Lancée en Inde en 1980 par Bill Drayton, qui a popularisé le terme d’entrepreneur social, Ashoka - organisation sans but lucratif, laïque et apolitique - est le plus grand réseau d’entrepreneurs sociaux existant. Son objectif est de faire émerger un monde où chacun est capable d’agir rapidement et efficacement pour répondre aux défis sociétaux.
« Le secteur social a besoin de structures équivalentes aux "fonds de capital-risque", capables d’identifier et d’accompagner les Entrepreneurs sociaux innovants pendant la phase de développement de leur activité », explique Ashoka. L’approche choisie est celle du "capital-risque philanthropique". Ashoka "investit" dans les entrepreneurs sociaux, qu’elle sélectionne pour leur projet innovant et leurs qualités entrepreneuriales, tout en attendant un "retour sur investissement" qui est social et non pas financier. Ce "retour" se calcule en fonction de l’augmentation de l’impact que les entrepreneurs sociaux ont sur la société. Source : ashoka.org

Agents du changement

Les entrepreneurs sociaux sont les plus courageux d'une plus grande famille, celle des agents du changements, an anglais change makers. Ces derniers incarnent la transition vers cette économie nouvelle sans nécessairement être créateur d'entreprise sociale. Sans être initiateur ou leader d'une entreprise, les agents du changement contribuent significativement à transformer le potentiel de l'organisation au sein de laquelle ils oeuvent en un véritable moteur de performance au quotidien, tout en restant focalisé - précision essentielle ! - sur la dimension humaine et le bien commun.
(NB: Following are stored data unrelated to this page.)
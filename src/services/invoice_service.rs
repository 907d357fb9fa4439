// src/services/invoice_service.rs

use rust_decimal::Decimal;
use serde_json::Value;

use crate::{
    common::error::AppError,
    db::InvoiceRepository,
    models::invoice::Invoice,
    services::ledger::{self, NumberingPolicy},
};

#[derive(Clone)]
pub struct InvoiceService {
    repo: InvoiceRepository,
    numbering: NumberingPolicy,
}

impl InvoiceService {
    pub fn new(repo: InvoiceRepository, numbering: NumberingPolicy) -> Self {
        Self { repo, numbering }
    }

    /// Grava a fatura, atribuindo um número novo se faltar ou colidir.
    pub async fn save_invoice(&self, invoice: Invoice) -> Result<Invoice, AppError> {
        let numbering = self.numbering;

        let saved = self
            .repo
            .insert_with(invoice, |existing, invoice| {
                ledger::prepare_new_invoice(invoice)?;

                let proposed = invoice.invoice_number.as_deref();
                let assigned = ledger::assign_invoice_number(
                    existing.keys(),
                    proposed,
                    &numbering,
                )?;

                if proposed.is_some_and(|p| p != assigned) {
                    tracing::info!(
                        "🔁 Número de fatura duplicado detectado. Atribuindo novo número: {}",
                        assigned
                    );
                }
                invoice.invoice_number = Some(assigned);
                Ok(())
            })
            .await?;

        tracing::info!(
            "🧾 Fatura {} salva",
            saved.invoice_number.as_deref().unwrap_or_default()
        );
        Ok(saved)
    }

    pub async fn list_invoices(&self) -> Result<Vec<Value>, AppError> {
        self.repo.list().await
    }

    pub async fn delete_invoice(&self, invoice_number: &str) -> Result<(), AppError> {
        let removed = self.repo.delete(invoice_number).await?;
        tracing::info!("🗑️ Fatura {} removida ({} registro(s))", invoice_number, removed);
        Ok(())
    }

    /// Registra um pagamento e devolve a fatura com o saldo novo.
    pub async fn add_payment(
        &self,
        invoice_number: &str,
        amount: Option<Decimal>,
    ) -> Result<Invoice, AppError> {
        let amount = amount
            .ok_or_else(|| AppError::InvalidInput("Invalid payment amount.".to_string()))?;

        let invoice = self
            .repo
            .update_with(invoice_number, |invoice| {
                ledger::record_payment(invoice, amount).map(|_| ())
            })
            .await?;

        tracing::info!(
            "💰 Pagamento de {} registrado na fatura {}. Saldo: {}",
            amount,
            invoice_number,
            invoice.remaining_balance.unwrap_or_default()
        );
        Ok(invoice)
    }
}
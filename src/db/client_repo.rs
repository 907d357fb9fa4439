// src/db/client_repo.rs

use std::sync::Arc;

use serde_json::Value;

use crate::{
    common::error::AppError,
    db::{
        backend::{CollectionBackend, CollectionName},
        collection::{CollectionRepository, Record},
    },
    models::client::{Client, ClientPatch},
};

impl Record for Client {
    const KEY_FIELD: &'static str = "mobile_number";

    fn key(&self) -> Option<&str> {
        Some(self.mobile_number.as_str()).filter(|m| !m.is_empty())
    }
}

// Resultado de um "save" de cliente
#[derive(Debug, Clone, Copy, PartialEq, Eq)]
pub enum Saved {
    Created,
    Updated,
}

// O repositório de clientes, indexado pelo número de celular
#[derive(Clone)]
pub struct ClientRepository {
    inner: CollectionRepository<Client>,
}

impl ClientRepository {
    pub async fn load(backend: Arc<dyn CollectionBackend>) -> Result<Self, AppError> {
        let inner = CollectionRepository::load(CollectionName::Clients, backend).await?;
        Ok(Self { inner })
    }

    /// Todos os clientes como estão gravados, na ordem.
    pub async fn list(&self) -> Result<Vec<Value>, AppError> {
        self.inner.read(|c| c.to_values()).await
    }

    pub async fn count(&self) -> usize {
        self.inner.read(|c| c.len()).await
    }

    /// Cria o cliente, ou (com `merge_existing`) mescla os campos num já existente.
    pub async fn save(&self, client: Client, merge_existing: bool) -> Result<Saved, AppError> {
        self.inner
            .mutate(|clients| {
                let mobile_number = client.mobile_number.clone();
                if !clients.contains_key(&mobile_number) {
                    clients.push(client);
                    return Ok(Saved::Created);
                }
                if !merge_existing {
                    return Err(AppError::ClientAlreadyExists(mobile_number));
                }

                let patch = client.to_fields()?;
                clients
                    .update(&mobile_number, |existing| existing.merge(patch))
                    .ok_or_else(|| AppError::ClientNotFound(mobile_number.clone()))??;
                Ok(Saved::Updated)
            })
            .await
    }

    // Merge raso dos campos enviados sobre o cliente existente
    pub async fn update(&self, mobile_number: &str, patch: ClientPatch) -> Result<Client, AppError> {
        self.inner
            .mutate(|clients| {
                clients
                    .update(mobile_number, |existing| {
                        existing.merge(patch)?;
                        Ok::<_, AppError>(existing.clone())
                    })
                    .ok_or_else(|| AppError::ClientNotFound(mobile_number.to_string()))?
            })
            .await
    }

    pub async fn delete(&self, mobile_number: &str) -> Result<(), AppError> {
        self.inner
            .mutate(|clients| match clients.remove(mobile_number) {
                0 => Err(AppError::ClientNotFound(mobile_number.to_string())),
                _ => Ok(()),
            })
            .await
    }
}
Une bonne part des agents du changement sont "sécurisés" financièrement, dans le sens où ils ont un contrat d'emploi fixe, sans obligation de résultats pour toucher un salaire. Ce sont donc des intrapreuneurs sociaux, c'est à dire des employés avec un comportement d'entrepreneurs et de fortes valeurs sociales, qui sont en quelque sorte des "infiltrés" au sein même des entreprises. Ange gardien, facilitateurs ils en font plus que leurs collègues, sans attendre de retour financier supplémentaire. Leur mérite est d'essayer de faire évoluer les pratiques dans un contexte pas forcément très propice. L'intrapreneur social propose des innovations à but non (ou peu) lucratif, mais qui va souder les collaborateurs, améliorer l'image et la qualité de travail de l'entreprise, planter des graines qui porteront leurs fruits à moyen et long terme. C'est par exemple le cas d'un cadre qui parvient à créer une section microfinance ou un fonds de solidarité au sein d'une grande banque ou d'un grand groupe commercial. Plus largement, c'est le cas de tout personne qui propose à sa direction un changement dans la gestion courante servant les intérêts de la société en général, facilitant par exemple le partage d'information et la cohésion sociale, au détriment de la compétition aveugle et des stratégies visant le rendement à (très) court terme, qui dominent trop souvent.

Néanmoins, si les porteurs de projets peuvent être sincères dans leur engagement, la direction de l'entreprise, elle, peut se saisir de ces innovations pour redorer son image. Après le "greenwashing", le risque de "social washing" n'est pas très loin. Il n'empêche que l'intrapreneuriat social témoigne d'une évolution des pratiques ou tout au moins d'une prise de conscience.

Parmi ces agents du changement, on trouve toute une large palette de déclinaisons d'activités pour un monde meilleur. Par exemple, les managers de la complexité. Alors que les entrepreneurs sociaux sont souvent spécialisés dans un domaine ou concentrés sur une thématique, les complexity managers (voir article Les gestionnaires de la complexité) sont des généralistes de la gestion transversale sur tout type de problématique, capable d'agir sur divers domaines et ainsi d'influer en profondeur sur des décisions clés, souvent en coulisse.